== WHAT IS EXPECTED ==
Return every line of the listing below, unchanged, from its first line to the line holding "use uuid::Uuid;", that line included.

== DATA EXTRACT ==
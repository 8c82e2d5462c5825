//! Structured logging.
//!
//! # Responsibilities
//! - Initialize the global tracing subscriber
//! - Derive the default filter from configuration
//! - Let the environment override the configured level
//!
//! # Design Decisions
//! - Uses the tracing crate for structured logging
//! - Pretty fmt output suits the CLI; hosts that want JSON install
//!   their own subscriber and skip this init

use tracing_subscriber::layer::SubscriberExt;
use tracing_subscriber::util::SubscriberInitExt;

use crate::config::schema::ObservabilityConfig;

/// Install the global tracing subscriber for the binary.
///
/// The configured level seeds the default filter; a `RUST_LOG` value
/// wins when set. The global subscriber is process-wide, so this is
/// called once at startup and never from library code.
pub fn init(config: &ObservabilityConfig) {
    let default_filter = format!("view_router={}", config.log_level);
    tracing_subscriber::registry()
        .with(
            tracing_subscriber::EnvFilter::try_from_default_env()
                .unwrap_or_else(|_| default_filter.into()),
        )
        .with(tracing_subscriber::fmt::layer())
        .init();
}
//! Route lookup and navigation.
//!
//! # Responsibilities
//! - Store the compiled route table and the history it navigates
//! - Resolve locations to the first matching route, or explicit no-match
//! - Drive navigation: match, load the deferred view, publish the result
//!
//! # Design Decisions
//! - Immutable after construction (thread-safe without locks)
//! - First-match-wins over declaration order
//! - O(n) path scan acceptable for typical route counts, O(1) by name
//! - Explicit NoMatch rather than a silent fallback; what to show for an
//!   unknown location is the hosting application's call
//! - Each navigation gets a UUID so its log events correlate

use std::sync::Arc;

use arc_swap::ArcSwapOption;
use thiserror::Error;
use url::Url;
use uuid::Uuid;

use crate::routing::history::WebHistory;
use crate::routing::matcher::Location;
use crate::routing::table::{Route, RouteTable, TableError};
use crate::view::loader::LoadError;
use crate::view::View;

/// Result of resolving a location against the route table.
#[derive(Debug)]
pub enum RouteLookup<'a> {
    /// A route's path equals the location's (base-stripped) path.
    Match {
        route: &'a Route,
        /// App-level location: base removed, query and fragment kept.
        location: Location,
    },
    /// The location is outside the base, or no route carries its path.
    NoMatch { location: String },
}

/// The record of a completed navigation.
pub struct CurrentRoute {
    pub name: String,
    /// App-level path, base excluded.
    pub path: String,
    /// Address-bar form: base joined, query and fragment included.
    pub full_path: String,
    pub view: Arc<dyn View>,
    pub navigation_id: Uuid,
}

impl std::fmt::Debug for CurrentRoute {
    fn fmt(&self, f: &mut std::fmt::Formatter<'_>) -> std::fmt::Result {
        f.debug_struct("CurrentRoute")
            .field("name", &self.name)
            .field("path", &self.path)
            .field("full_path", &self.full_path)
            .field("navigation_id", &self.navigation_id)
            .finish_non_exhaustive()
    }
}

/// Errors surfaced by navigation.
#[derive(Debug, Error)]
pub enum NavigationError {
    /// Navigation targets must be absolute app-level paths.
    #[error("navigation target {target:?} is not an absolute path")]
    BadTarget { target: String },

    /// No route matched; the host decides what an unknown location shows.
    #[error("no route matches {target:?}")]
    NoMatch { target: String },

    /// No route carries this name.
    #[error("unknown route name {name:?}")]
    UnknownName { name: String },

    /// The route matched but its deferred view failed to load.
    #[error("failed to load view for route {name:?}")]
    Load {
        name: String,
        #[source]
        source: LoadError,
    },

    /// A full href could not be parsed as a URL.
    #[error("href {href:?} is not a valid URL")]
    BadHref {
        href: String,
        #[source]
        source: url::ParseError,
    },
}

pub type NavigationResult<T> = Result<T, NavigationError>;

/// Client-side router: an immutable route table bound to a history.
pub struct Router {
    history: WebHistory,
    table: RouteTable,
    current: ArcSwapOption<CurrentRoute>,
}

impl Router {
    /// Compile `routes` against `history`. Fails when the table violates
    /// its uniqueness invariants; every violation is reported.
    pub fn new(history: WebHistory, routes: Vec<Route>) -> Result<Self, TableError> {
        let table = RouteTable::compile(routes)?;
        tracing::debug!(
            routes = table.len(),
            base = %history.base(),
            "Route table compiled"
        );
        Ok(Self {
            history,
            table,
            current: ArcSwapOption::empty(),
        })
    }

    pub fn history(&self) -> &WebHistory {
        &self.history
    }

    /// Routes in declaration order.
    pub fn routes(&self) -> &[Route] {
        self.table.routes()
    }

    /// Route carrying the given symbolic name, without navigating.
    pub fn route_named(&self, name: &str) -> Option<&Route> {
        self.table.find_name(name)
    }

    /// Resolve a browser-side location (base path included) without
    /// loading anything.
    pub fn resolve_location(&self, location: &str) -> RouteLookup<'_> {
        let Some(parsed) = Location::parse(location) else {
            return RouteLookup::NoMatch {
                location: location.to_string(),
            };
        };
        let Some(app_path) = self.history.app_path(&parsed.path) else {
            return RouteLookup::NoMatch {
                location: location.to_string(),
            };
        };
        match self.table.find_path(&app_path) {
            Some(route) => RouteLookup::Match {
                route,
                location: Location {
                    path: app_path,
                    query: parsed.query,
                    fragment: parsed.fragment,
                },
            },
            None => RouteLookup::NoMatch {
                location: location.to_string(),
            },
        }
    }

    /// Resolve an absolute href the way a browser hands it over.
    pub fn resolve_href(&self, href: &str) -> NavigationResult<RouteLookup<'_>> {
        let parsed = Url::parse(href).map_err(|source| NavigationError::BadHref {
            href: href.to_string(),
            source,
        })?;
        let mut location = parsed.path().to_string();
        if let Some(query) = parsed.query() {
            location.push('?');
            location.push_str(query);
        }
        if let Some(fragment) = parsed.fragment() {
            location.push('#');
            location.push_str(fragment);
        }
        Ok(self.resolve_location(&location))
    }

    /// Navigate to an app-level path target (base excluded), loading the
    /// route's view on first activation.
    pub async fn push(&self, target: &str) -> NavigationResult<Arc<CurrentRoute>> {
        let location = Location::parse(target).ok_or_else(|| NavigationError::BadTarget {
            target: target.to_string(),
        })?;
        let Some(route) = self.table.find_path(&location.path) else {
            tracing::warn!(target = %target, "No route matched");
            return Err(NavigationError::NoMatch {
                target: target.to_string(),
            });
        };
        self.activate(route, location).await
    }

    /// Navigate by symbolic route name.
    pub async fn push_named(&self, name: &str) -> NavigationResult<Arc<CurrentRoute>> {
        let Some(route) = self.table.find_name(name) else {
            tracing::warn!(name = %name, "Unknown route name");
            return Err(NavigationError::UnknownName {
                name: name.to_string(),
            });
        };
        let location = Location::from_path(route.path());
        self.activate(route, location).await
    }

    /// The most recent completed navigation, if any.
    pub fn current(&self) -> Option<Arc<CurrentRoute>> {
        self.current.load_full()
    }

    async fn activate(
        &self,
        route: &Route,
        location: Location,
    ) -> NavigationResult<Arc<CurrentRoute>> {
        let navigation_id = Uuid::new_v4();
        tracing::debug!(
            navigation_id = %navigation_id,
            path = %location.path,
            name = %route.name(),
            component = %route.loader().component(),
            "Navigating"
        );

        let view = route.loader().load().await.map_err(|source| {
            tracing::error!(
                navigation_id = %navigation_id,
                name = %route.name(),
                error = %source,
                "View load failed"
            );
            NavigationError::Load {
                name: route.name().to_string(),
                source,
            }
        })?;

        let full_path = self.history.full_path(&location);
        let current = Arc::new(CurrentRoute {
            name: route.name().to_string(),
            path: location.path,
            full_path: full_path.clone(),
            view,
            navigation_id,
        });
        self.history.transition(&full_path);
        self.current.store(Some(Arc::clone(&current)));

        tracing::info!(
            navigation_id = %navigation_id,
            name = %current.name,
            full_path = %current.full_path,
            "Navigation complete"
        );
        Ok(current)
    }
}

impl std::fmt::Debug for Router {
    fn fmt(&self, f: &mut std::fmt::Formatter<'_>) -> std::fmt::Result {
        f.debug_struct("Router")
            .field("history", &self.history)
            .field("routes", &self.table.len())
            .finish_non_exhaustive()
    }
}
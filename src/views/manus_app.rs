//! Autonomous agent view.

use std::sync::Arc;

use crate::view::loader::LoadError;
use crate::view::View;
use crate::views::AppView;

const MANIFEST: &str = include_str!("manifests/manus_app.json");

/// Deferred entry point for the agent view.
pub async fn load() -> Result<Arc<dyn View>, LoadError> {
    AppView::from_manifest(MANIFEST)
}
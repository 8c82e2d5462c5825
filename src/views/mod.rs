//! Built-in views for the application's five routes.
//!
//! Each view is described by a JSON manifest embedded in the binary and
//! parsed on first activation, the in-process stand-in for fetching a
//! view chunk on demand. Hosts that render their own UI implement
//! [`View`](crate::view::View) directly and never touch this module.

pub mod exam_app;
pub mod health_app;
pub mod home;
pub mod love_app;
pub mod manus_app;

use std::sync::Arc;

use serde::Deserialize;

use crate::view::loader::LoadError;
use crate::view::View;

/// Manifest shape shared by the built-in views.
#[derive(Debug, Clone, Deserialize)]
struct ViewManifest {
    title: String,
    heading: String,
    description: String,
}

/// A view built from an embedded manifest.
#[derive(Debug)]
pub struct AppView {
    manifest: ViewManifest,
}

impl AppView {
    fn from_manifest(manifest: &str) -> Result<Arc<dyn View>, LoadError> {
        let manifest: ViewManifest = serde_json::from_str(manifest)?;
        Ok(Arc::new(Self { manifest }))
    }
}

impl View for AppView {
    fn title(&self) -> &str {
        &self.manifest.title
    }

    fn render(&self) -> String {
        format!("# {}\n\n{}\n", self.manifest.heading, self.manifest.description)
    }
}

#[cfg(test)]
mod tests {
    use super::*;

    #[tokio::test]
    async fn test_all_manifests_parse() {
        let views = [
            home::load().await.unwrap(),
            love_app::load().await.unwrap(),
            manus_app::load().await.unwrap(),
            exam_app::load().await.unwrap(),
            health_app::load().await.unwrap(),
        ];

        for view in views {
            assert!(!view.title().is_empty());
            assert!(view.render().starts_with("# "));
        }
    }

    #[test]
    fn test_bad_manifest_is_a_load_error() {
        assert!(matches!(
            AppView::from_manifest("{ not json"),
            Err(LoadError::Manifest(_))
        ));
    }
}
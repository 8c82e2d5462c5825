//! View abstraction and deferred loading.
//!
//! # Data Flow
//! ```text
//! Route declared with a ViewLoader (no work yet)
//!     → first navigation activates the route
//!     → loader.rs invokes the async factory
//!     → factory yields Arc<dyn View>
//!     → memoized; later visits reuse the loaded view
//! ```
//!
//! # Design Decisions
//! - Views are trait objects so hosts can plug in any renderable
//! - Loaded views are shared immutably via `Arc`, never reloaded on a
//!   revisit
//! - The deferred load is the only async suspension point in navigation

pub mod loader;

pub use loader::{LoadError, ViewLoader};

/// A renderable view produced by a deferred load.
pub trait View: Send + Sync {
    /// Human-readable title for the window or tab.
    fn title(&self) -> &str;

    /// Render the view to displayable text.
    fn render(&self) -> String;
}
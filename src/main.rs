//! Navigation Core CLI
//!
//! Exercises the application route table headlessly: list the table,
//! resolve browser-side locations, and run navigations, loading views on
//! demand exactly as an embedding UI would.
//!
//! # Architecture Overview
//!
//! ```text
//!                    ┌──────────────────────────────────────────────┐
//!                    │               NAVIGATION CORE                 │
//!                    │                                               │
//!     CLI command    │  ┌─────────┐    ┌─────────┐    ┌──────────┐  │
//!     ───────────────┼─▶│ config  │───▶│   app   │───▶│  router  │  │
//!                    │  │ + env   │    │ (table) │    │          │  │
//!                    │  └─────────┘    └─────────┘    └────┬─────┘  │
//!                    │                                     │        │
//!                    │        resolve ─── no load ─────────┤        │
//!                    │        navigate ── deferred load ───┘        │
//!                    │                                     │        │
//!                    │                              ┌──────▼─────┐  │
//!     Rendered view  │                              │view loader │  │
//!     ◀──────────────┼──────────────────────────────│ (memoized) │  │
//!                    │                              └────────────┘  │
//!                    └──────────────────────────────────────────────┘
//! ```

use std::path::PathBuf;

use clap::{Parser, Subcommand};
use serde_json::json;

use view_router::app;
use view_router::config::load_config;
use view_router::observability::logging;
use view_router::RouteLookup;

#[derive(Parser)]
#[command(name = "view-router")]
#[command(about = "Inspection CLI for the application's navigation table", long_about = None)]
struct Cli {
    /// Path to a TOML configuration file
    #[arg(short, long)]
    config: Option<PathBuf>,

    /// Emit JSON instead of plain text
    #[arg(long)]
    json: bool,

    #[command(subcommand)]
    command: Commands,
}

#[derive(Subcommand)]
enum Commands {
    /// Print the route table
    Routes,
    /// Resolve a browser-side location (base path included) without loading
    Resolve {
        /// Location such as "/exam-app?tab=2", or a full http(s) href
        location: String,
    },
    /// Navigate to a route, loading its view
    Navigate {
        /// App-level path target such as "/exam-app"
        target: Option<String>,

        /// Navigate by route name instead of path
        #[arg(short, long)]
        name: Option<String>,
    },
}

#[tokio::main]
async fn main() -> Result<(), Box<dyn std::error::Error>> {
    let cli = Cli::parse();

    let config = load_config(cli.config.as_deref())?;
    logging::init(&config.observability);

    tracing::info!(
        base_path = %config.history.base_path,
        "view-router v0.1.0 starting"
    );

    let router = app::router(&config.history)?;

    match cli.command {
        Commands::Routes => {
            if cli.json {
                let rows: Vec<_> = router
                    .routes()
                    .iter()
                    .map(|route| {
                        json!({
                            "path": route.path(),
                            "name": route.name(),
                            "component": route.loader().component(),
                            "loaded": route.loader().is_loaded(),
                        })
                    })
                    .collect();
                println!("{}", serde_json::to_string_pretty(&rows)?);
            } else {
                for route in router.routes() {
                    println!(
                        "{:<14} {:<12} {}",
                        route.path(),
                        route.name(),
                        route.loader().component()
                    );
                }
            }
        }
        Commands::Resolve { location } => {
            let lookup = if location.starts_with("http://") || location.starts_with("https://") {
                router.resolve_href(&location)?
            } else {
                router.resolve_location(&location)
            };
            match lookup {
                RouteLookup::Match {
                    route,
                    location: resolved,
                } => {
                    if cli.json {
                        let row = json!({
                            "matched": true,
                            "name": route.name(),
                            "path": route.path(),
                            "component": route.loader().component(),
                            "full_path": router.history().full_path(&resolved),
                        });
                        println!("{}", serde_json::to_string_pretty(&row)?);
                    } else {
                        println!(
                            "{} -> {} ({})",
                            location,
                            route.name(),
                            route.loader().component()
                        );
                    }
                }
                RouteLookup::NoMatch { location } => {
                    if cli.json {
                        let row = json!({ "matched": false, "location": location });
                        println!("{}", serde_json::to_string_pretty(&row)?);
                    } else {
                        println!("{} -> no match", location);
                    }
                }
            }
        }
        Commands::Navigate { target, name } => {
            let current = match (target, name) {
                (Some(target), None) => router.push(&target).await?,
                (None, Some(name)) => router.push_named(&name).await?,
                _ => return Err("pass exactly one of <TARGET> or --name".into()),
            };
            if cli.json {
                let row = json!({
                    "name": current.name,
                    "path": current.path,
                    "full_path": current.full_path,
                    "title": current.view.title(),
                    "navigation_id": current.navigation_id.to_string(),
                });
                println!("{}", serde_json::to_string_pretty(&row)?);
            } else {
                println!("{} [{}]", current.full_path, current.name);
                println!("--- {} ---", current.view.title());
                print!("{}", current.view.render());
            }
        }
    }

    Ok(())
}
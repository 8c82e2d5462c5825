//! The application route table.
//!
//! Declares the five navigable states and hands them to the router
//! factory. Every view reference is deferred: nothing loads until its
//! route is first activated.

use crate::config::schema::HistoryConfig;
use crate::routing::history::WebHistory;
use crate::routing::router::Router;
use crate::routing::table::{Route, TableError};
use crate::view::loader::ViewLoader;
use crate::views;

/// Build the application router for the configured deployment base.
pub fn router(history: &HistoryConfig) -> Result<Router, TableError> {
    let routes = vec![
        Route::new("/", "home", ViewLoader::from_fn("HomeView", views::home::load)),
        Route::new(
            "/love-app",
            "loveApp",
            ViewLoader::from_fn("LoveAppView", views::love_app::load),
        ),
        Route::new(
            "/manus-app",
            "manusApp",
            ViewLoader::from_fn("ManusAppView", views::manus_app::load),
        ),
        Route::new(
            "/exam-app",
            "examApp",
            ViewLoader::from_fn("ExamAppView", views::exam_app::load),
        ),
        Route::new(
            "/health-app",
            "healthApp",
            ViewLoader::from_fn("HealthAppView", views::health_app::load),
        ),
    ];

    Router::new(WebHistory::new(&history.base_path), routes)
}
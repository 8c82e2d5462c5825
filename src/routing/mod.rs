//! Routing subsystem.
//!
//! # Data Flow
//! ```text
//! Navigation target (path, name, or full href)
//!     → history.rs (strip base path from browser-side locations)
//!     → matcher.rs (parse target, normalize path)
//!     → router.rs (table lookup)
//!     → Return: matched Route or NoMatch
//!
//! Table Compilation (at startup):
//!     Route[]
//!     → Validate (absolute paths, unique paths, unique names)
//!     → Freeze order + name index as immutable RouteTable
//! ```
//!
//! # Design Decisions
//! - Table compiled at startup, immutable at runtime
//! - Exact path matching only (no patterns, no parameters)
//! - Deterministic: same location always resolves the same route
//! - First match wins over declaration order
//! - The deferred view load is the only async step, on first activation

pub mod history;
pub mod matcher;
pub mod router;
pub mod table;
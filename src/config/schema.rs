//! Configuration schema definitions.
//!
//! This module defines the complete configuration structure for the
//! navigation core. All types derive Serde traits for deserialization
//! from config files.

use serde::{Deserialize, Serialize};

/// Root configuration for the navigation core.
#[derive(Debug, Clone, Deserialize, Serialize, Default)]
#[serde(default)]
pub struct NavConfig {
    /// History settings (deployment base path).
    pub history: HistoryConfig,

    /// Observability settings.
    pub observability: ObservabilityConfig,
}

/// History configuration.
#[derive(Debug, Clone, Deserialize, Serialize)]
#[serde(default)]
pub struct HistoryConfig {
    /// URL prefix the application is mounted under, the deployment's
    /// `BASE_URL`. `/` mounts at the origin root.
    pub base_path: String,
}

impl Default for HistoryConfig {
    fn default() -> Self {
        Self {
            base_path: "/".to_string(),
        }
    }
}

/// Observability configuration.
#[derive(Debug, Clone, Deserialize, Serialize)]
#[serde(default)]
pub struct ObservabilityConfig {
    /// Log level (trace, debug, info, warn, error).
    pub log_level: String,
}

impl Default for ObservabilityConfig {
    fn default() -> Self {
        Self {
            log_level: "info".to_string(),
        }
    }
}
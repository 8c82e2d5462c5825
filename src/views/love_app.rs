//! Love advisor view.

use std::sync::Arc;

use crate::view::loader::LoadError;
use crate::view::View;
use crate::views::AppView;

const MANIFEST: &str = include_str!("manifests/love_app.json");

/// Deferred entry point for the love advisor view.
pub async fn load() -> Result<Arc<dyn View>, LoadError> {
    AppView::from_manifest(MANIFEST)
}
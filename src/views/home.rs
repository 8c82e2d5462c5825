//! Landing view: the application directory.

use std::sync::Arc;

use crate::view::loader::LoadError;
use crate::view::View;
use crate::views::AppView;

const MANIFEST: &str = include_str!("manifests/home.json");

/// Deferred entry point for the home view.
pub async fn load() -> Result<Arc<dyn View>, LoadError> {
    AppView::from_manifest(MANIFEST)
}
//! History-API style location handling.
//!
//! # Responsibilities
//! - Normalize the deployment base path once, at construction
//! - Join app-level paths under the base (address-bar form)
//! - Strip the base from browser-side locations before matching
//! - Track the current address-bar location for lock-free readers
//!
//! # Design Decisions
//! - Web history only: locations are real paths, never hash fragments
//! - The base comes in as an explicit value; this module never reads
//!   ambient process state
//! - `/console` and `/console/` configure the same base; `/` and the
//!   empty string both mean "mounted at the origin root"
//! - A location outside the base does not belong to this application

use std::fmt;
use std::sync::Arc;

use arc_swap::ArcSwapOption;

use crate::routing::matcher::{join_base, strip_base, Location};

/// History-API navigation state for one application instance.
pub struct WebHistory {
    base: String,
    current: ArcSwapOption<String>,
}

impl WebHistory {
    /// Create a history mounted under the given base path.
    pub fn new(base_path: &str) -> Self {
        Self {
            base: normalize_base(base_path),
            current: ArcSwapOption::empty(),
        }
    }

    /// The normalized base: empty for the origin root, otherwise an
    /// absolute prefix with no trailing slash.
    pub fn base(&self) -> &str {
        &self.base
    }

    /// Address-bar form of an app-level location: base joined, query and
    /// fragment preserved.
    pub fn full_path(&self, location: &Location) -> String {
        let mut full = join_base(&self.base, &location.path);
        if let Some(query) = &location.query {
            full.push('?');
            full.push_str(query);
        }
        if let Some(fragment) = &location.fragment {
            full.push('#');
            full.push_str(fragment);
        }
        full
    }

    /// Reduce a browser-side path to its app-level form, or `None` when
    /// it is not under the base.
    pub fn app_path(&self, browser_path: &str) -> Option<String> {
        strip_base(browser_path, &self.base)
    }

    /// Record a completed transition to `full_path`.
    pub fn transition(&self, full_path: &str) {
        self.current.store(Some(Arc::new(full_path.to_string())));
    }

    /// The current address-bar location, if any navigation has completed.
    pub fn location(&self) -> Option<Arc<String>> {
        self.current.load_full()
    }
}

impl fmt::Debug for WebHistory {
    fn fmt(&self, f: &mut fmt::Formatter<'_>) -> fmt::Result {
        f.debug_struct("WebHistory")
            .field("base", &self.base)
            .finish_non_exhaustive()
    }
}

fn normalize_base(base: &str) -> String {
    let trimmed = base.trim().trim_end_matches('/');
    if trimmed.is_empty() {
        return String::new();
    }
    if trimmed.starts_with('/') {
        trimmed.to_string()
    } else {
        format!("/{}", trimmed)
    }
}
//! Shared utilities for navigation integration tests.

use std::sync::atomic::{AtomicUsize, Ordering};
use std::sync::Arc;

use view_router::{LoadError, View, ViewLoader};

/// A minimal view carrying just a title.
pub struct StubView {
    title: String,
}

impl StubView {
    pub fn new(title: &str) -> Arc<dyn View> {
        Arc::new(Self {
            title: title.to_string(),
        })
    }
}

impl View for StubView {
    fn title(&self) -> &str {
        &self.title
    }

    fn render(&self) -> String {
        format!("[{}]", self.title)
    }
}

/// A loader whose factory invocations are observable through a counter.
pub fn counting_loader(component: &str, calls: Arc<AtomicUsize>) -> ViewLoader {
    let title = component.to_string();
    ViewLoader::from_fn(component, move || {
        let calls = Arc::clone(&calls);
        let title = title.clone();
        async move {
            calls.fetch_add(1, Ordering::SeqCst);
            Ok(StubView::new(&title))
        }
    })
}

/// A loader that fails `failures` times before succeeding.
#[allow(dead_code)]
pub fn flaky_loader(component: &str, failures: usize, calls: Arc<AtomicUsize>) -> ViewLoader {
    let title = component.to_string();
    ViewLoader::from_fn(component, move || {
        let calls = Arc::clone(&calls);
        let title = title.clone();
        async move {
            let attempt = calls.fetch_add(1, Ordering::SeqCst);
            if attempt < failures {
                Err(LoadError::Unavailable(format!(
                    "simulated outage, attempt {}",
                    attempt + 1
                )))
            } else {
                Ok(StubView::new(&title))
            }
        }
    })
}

== OUTPUT OF THE TASK ==
repository 8c82e2d5462c5825
//! Structured logging.
//!
//! # Responsibilities
//! - Initialize the global tracing subscriber
//! - Derive the default filter from configuration
//! - Let the environment override the configured level
//!
//! # Design Decisions
//! - Uses the tracing crate for structured logging
//! - Pretty fmt output suits the CLI; hosts that want JSON install
//!   their own subscriber and skip this init

use tracing_subscriber::layer::SubscriberExt;
use tracing_subscriber::util::SubscriberInitExt;

use crate::config::schema::ObservabilityConfig;

/// Install the global tracing subscriber for the binary.
///
/// The configured level seeds the default filter; a `RUST_LOG` value
/// wins when set. The global subscriber is process-wide, so this is
/// called once at startup and never from library code.
pub fn init(config: &ObservabilityConfig) {
    let default_filter = format!("view_router={}", config.log_level);
    tracing_subscriber::registry()
        .with(
            tracing_subscriber::EnvFilter::try_from_default_env()
                .unwrap_or_else(|_| default_filter.into()),
        )
        .with(tracing_subscriber::fmt::layer())
        .init();
}
//! Route lookup and navigation.
//!
//! # Responsibilities
//! - Store the compiled route table and the history it navigates
//! - Resolve locations to the first matching route, or explicit no-match
//! - Drive navigation: match, load the deferred view, publish the result
//!
//! # Design Decisions
//! - Immutable after construction (thread-safe without locks)
//! - First-match-wins over declaration order
//! - O(n) path scan acceptable for typical route counts, O(1) by name
//! - Explicit NoMatch rather than a silent fallback; what to show for an
//!   unknown location is the hosting application's call
//! - Each navigation gets a UUID so its log events correlate

use std::sync::Arc;

use arc_swap::ArcSwapOption;
use thiserror::Error;
use url::Url;
use uuid::Uuid;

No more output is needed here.